» **ABOUT THIS EXERCISE**
Check each line of the listing, and copy it if it contains the word "data".

» **EXERCISE INPUTS**
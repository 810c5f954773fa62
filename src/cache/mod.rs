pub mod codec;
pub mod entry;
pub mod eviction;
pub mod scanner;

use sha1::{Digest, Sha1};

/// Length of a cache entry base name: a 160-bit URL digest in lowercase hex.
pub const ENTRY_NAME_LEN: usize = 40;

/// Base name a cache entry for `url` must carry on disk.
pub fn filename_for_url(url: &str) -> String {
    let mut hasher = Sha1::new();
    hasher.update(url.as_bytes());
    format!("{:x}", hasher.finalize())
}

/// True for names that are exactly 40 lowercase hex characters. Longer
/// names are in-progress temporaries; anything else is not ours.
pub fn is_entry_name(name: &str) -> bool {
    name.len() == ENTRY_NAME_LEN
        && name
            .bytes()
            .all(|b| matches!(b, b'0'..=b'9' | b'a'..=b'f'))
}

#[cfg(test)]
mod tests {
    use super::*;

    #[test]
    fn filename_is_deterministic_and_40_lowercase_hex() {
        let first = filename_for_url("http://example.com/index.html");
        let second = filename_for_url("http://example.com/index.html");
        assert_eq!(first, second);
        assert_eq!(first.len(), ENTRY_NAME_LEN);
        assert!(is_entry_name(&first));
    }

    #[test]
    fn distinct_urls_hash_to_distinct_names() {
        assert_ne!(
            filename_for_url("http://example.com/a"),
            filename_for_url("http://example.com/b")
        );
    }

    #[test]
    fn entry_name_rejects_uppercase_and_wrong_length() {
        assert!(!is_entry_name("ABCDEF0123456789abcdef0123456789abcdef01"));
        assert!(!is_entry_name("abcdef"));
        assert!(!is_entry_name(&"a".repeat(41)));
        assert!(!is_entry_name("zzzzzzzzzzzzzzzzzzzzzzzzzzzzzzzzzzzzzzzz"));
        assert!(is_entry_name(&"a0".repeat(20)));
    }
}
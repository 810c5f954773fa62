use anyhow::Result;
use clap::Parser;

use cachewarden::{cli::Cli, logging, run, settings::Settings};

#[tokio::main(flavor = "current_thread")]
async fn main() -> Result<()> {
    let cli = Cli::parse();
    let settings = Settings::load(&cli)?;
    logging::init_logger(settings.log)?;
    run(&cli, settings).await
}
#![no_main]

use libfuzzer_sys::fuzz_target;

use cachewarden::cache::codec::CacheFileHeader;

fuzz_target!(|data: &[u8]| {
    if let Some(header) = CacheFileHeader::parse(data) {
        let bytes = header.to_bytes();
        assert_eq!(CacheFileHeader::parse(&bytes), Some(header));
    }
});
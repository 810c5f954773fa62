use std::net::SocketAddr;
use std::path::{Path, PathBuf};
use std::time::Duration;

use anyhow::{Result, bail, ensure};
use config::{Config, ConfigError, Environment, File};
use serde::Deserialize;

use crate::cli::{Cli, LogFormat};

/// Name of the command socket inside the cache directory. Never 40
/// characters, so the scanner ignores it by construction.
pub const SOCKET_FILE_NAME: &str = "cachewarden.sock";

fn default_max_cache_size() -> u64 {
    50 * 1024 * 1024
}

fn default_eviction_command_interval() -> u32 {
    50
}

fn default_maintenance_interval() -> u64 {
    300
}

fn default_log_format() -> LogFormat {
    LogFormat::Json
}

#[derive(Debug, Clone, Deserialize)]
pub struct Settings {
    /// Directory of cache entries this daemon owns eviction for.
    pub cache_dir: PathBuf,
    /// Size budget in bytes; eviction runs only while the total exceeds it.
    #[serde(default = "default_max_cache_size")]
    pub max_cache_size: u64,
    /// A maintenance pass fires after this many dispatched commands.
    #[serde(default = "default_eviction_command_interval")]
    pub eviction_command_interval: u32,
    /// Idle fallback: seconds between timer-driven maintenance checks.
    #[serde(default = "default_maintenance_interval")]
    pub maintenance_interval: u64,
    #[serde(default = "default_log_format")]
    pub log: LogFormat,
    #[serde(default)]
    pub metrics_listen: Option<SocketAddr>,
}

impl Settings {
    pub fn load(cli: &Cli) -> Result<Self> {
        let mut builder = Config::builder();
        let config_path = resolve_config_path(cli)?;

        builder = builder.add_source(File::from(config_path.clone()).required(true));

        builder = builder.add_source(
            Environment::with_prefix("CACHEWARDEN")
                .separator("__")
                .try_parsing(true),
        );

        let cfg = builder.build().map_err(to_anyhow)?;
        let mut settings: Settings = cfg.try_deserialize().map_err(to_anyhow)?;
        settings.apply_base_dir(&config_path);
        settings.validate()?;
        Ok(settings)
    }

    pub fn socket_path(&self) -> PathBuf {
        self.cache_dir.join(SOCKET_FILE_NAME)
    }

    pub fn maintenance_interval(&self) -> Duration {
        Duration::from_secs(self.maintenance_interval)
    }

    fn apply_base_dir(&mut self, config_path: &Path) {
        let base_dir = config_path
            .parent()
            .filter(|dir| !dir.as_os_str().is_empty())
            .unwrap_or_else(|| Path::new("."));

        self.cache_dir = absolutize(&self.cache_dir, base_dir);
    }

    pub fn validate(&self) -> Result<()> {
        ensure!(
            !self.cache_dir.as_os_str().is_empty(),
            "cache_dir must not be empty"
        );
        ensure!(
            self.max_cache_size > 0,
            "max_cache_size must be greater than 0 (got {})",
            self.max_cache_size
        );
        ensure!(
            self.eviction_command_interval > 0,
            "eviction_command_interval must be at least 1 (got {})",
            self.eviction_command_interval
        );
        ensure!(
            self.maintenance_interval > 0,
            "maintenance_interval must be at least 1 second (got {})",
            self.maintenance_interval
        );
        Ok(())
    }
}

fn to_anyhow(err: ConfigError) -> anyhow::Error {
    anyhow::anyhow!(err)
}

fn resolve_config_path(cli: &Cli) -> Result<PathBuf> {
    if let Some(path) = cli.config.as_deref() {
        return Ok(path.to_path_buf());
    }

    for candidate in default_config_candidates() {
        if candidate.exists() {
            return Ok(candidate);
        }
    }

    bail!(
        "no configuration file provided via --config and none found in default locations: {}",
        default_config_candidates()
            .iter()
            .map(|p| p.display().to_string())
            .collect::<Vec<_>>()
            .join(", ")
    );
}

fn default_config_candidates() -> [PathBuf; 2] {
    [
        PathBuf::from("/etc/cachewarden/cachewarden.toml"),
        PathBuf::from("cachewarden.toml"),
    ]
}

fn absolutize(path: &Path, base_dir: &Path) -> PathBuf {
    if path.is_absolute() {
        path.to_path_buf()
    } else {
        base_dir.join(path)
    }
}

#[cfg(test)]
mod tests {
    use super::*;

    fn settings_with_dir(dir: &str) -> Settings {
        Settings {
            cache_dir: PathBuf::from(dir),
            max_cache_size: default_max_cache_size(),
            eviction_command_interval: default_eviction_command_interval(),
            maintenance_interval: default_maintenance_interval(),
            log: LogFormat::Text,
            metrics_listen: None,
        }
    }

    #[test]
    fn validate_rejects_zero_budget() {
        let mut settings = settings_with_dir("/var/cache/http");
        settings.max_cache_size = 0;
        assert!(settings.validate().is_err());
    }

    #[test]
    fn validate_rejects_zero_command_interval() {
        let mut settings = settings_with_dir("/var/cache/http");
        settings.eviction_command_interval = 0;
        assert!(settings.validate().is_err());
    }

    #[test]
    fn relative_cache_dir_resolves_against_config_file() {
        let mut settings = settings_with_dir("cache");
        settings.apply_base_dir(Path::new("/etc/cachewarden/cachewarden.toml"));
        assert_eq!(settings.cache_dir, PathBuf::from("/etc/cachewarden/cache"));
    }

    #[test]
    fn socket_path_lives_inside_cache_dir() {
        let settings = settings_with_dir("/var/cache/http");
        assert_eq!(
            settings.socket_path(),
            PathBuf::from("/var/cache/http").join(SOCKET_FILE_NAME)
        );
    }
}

» **RESULT FOR THIS TASK**
fuzz_target!(|data: &[u8]| {
    if let Some(header) = CacheFileHeader::parse(data) {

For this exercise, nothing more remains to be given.